Supplied records:
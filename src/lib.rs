//! # edgequake-figex
//!
//! Extract figures and illustrations from PDF, DJVU, office and ebook
//! documents.
//!
//! ## Two modes
//!
//! - **Unpack** (default): pull out what the document already stores as
//!   images: embedded PDF images, DJVU background layers, media inside
//!   docx / odt / epub containers.
//! - **Vision-assisted** (`use_vision`): rasterise every page, propose
//!   rectangular regions, and keep the ones that look like figures rather
//!   than blocks of text. OCR can confirm ambiguous regions (`use_ocr`).
//!
//! ## Pipeline Overview
//!
//! ```text
//! document
//!  │
//!  ├─ 1. Sniff     magic bytes → PDF / DJVU / zip container / legacy doc
//!  ├─ 2. Dispatch  kind × capabilities × mode → strategy
//!  ├─ 3. Estimate  work units for the progress total
//!  ├─ 4. Acquire   external tools, bounded pool (spawn_blocking)
//!  ├─ 5. Classify  candidates → verdict → cropped PNGs, bounded pool
//!  └─ 6. Report    per-document figures + absorbed failures
//! ```
//!
//! External tools (`pdftoppm`, `pdfimages`, `pdfinfo`, `ddjvu`, `djvused`,
//! `djvuextract`, `soffice`, `tesseract`) are probed once per run; a missing
//! tool narrows the strategies instead of failing the run.
//!
//! ## Quick Start
//!
//! ```rust,no_run
//! use edgequake_figex::{extract, ExtractionConfig};
//!
//! #[tokio::main]
//! async fn main() -> Result<(), Box<dyn std::error::Error>> {
//!     let config = ExtractionConfig::builder()
//!         .output_root("figures")
//!         .use_vision(true)
//!         .build()?;
//!     let report = extract(&["paper.pdf", "scan.djvu"], &config).await?;
//!     println!("{} figure(s)", report.figure_count());
//!     Ok(())
//! }
//! ```
//!
//! ## Feature Flags
//!
//! | Feature | Default | Description |
//! |---------|---------|-------------|
//! | `cli`   | on      | Enables the `figex` binary (clap + anyhow + indicatif + tracing-subscriber) |
//!
//! Disable `cli` when using only the library:
//! ```toml
//! edgequake-figex = { version = "0.1", default-features = false }
//! ```

// ── Modules ──────────────────────────────────────────────────────────────

pub mod capability;
pub mod config;
pub mod document;
pub mod error;
pub mod extract;
pub mod output;
pub mod pipeline;
pub mod progress;
pub mod tools;

// ── Re-exports ───────────────────────────────────────────────────────────

pub use capability::CapabilityMatrix;
pub use config::{
    CandidateParams, ClassifierThresholds, EstimatorCosts, ExecutionMode, ExtractionConfig,
    ExtractionConfigBuilder, GlyphFilter,
};
pub use document::{Document, DocumentKind};
pub use error::{FigexError, JobError};
pub use extract::{extract, extract_sync, plan, probe_capabilities, Extractor};
pub use output::{DocumentOutcome, FigureBox, FigureRecord, PlannedDocument, RunPlan, RunReport};
pub use pipeline::dispatch::Strategy;
pub use pipeline::ocr::{OcrEngine, OcrReading, TesseractOcr};
pub use progress::{
    ExtractionProgressCallback, NoopProgressCallback, ProgressCallback, ProgressSnapshot,
    ProgressState,
};
pub use tools::{SystemToolRunner, ToolInvocation, ToolOutput, ToolRunner};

What to do: Copy exactly the line that contains "pub mod error;" and every line after it through the end of the entries, with nothing added.

Solution to the problem:
pub mod error;
pub mod extract;
pub mod output;
pub mod pipeline;
pub mod progress;
pub mod tools;

// ── Re-exports ───────────────────────────────────────────────────────────

pub use capability::CapabilityMatrix;
pub use config::{
    CandidateParams, ClassifierThresholds, EstimatorCosts, ExecutionMode, ExtractionConfig,
    ExtractionConfigBuilder, GlyphFilter,
};
pub use document::{Document, DocumentKind};
pub use error::{FigexError, JobError};
pub use extract::{extract, extract_sync, plan, probe_capabilities, Extractor};
pub use output::{DocumentOutcome, FigureBox, FigureRecord, PlannedDocument, RunPlan, RunReport};
pub use pipeline::dispatch::Strategy;
pub use pipeline::ocr::{OcrEngine, OcrReading, TesseractOcr};
pub use progress::{
    ExtractionProgressCallback, NoopProgressCallback, ProgressCallback, ProgressSnapshot,
    ProgressState,
};
pub use tools::{SystemToolRunner, ToolInvocation, ToolOutput, ToolRunner};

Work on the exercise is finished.